Given those biases and beliefs, let me describe my first experience shopping for infant clothing for the Gadlet.

About 6 weeks or so ago, I was feeling sick and completely disconnected from the parasite that was taking over my body and ruining my digestion, health, life... and, yes, I was feeling a little melodramatic. So, I thought it might help if I went to Target to look at baby clothes and to buy something sweet and tiny to remind me that there was a reason I had gotten myself into this situation, aside from the fact that sex is much better without barrier birth control.

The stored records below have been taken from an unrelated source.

//! Status writer behavior against a real database file.

use chrono::NaiveDate;
use scalpel_db::{
    Camera, DbError, ScalpelDb, StatusCode, StatusEdit, StatusKey, StatusQuery, StatusRecord,
};
use tempfile::TempDir;

const TABLE: &str = "mp4_status";

struct TestDb {
    _tmp: TempDir,
    db: ScalpelDb,
}

impl TestDb {
    async fn new() -> Self {
        let tmp = TempDir::new().unwrap();
        let db = ScalpelDb::open(tmp.path().join("scalpel.sqlite")).await.unwrap();
        Self { _tmp: tmp, db }
    }

    async fn dump(&self) -> Vec<(String, i64, String, i64, Option<i64>, Option<String>)> {
        sqlx::query_as(
            "SELECT recording_date, case_no, camera_name, value, size_mb, comments FROM mp4_status ORDER BY recording_date, case_no, camera_name",
        )
        .fetch_all(self.db.pool())
        .await
        .unwrap()
    }
}

fn date() -> NaiveDate {
    NaiveDate::from_ymd_opt(2024, 1, 15).unwrap()
}

fn record(case_no: u32, camera: Camera, status: StatusCode, size_mb: u64) -> StatusRecord {
    StatusRecord {
        key: StatusKey::new(date(), case_no, camera),
        status,
        size_mb,
        comments: None,
    }
}

fn full_case(case_no: u32) -> Vec<StatusRecord> {
    Camera::ALL
        .iter()
        .map(|&camera| match camera {
            Camera::Monitor => record(case_no, camera, StatusCode::Complete, 250),
            Camera::CartLt4 => record(case_no, camera, StatusCode::Incomplete, 140),
            _ => record(case_no, camera, StatusCode::Missing, 0),
        })
        .collect()
}

#[tokio::test]
async fn test_first_write_inserts_every_row() {
    let env = TestDb::new().await;

    let summary = env.db.write_status_batch(TABLE, &full_case(1)).await.unwrap();
    assert_eq!(summary.inserted, 8);
    assert_eq!(summary.updated, 0);
    assert_eq!(summary.unchanged, 0);

    let monitor = env
        .db
        .get_status(TABLE, &StatusKey::new(date(), 1, Camera::Monitor))
        .await
        .unwrap()
        .unwrap();
    assert_eq!(monitor.status, StatusCode::Complete);
    assert_eq!(monitor.size_mb, Some(250));
}

#[tokio::test]
async fn test_rewrite_is_idempotent() {
    let env = TestDb::new().await;
    env.db.write_status_batch(TABLE, &full_case(1)).await.unwrap();
    let before = env.dump().await;

    let summary = env.db.write_status_batch(TABLE, &full_case(1)).await.unwrap();
    assert_eq!(summary.inserted, 0);
    assert_eq!(summary.updated, 0);
    assert_eq!(summary.unchanged, 8);
    assert_eq!(env.dump().await, before);
}

#[tokio::test]
async fn test_rescan_keeps_manual_comments() {
    let env = TestDb::new().await;
    env.db.write_status_batch(TABLE, &full_case(1)).await.unwrap();

    let key = StatusKey::new(date(), 1, Camera::Monitor);
    env.db
        .update_status_manual(
            TABLE,
            &key,
            &StatusEdit {
                comments: Some("reviewed".to_string()),
                ..Default::default()
            },
        )
        .await
        .unwrap();

    let mut rescan = full_case(1);
    for r in rescan.iter_mut().filter(|r| r.key == key) {
        r.size_mb = 310;
    }
    let summary = env.db.write_status_batch(TABLE, &rescan).await.unwrap();
    assert_eq!(summary.updated, 1);

    let row = env.db.get_status(TABLE, &key).await.unwrap().unwrap();
    assert_eq!(row.size_mb, Some(310));
    assert_eq!(row.comments.as_deref(), Some("reviewed"));
}

#[tokio::test]
async fn test_explicit_comment_override_replaces_comment() {
    let env = TestDb::new().await;
    env.db.write_status_batch(TABLE, &full_case(1)).await.unwrap();

    let mut batch = full_case(1);
    batch[0].comments = Some("re-exported".to_string());
    env.db.write_status_batch(TABLE, &batch).await.unwrap();

    let row = env.db.get_status(TABLE, &batch[0].key).await.unwrap().unwrap();
    assert_eq!(row.comments.as_deref(), Some("re-exported"));
}

#[tokio::test]
async fn test_failed_batch_commits_nothing_and_names_rows() {
    let env = TestDb::new().await;
    env.db.write_status_batch(TABLE, &full_case(1)).await.unwrap();
    let before = env.dump().await;

    sqlx::query(
        r#"CREATE TRIGGER reject_injection_port BEFORE INSERT ON mp4_status
        WHEN NEW.camera_name = 'Injection_Port'
        BEGIN SELECT RAISE(ABORT, 'injection port rejected'); END"#,
    )
    .execute(env.db.pool())
    .await
    .unwrap();

    let err = env
        .db
        .write_status_batch(TABLE, &full_case(2))
        .await
        .unwrap_err();

    match err {
        DbError::BatchWrite {
            failed,
            uncommitted,
            ..
        } => {
            assert_eq!(failed, Some(StatusKey::new(date(), 2, Camera::InjectionPort)));
            assert_eq!(uncommitted.len(), 8);
            assert!(uncommitted.iter().all(|k| k.case_no == 2));
        }
        other => panic!("expected BatchWrite, got {other:?}"),
    }

    assert_eq!(env.dump().await, before);
}

#[tokio::test]
async fn test_preview_does_not_write() {
    let env = TestDb::new().await;

    let diff = env.db.preview_status_batch(TABLE, &full_case(1)).await.unwrap();
    assert_eq!(diff.inserted.len(), 8);
    assert!(env.dump().await.is_empty());

    let diff = env
        .db
        .preview_status_batch("mp4_status_next", &full_case(1))
        .await
        .unwrap();
    assert_eq!(diff.inserted.len(), 8);
}

#[tokio::test]
async fn test_summary_and_query_builder() {
    let env = TestDb::new().await;
    env.db.write_status_batch(TABLE, &full_case(1)).await.unwrap();
    env.db.write_status_batch(TABLE, &full_case(2)).await.unwrap();

    let summary = env.db.status_summary(TABLE).await.unwrap();
    assert_eq!(summary.total_cases, 2);
    assert_eq!(summary.totals.total(), 16);
    assert_eq!(summary.totals.complete, 2);
    assert_eq!(summary.totals.incomplete, 2);
    assert_eq!(summary.totals.missing, 12);
    let monitor = summary.cameras.iter().find(|c| c.camera == "Monitor").unwrap();
    assert_eq!(monitor.complete, 2);

    let missing_general = env
        .db
        .query_status(
            TABLE,
            &StatusQuery::new()
                .camera(Camera::General3)
                .status(StatusCode::Missing)
                .case(2),
        )
        .await
        .unwrap();
    assert_eq!(missing_general.len(), 1);
    assert_eq!(missing_general[0].key.case_no, 2);
}

#[tokio::test]
async fn test_manual_edit_of_absent_row_needs_status() {
    let env = TestDb::new().await;
    let key = StatusKey::new(date(), 9, Camera::Monitor);

    let err = env
        .db
        .update_status_manual(
            TABLE,
            &key,
            &StatusEdit {
                comments: Some("lost".to_string()),
                ..Default::default()
            },
        )
        .await
        .unwrap_err();
    assert!(matches!(err, DbError::NotFound(_)));

    let row = env
        .db
        .update_status_manual(
            TABLE,
            &key,
            &StatusEdit {
                value: Some(StatusCode::Missing),
                size_mb: Some(0),
                comments: Some("lost".to_string()),
            },
        )
        .await
        .unwrap();
    assert_eq!(row.status, StatusCode::Missing);

    let negative = env
        .db
        .update_status_manual(
            TABLE,
            &key,
            &StatusEdit {
                size_mb: Some(-1),
                ..Default::default()
            },
        )
        .await;
    assert!(negative.is_err());
}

I drove my sick ass to Target, walked into the newborn section and stood there completely kerflummoxed. The wall of clothing was divided neatly in half. On one half of the wall there were "boy" clothes. On the other half "girl" clothes. The "boy" clothes were in bold colors like blues and reds and the "girl" clothes were exclusively pink and pale purple. This seemed bad enough to someone who so vehemently hated pink as a kid that her grandmother worried that this meant she was a lesbian and so decided to pink her up in any way she could every Christmas including buying a hot pink sweater the year she asked for something from the men's department and a pink Walkman the year she thought she had the system beat by asking for a Walkman.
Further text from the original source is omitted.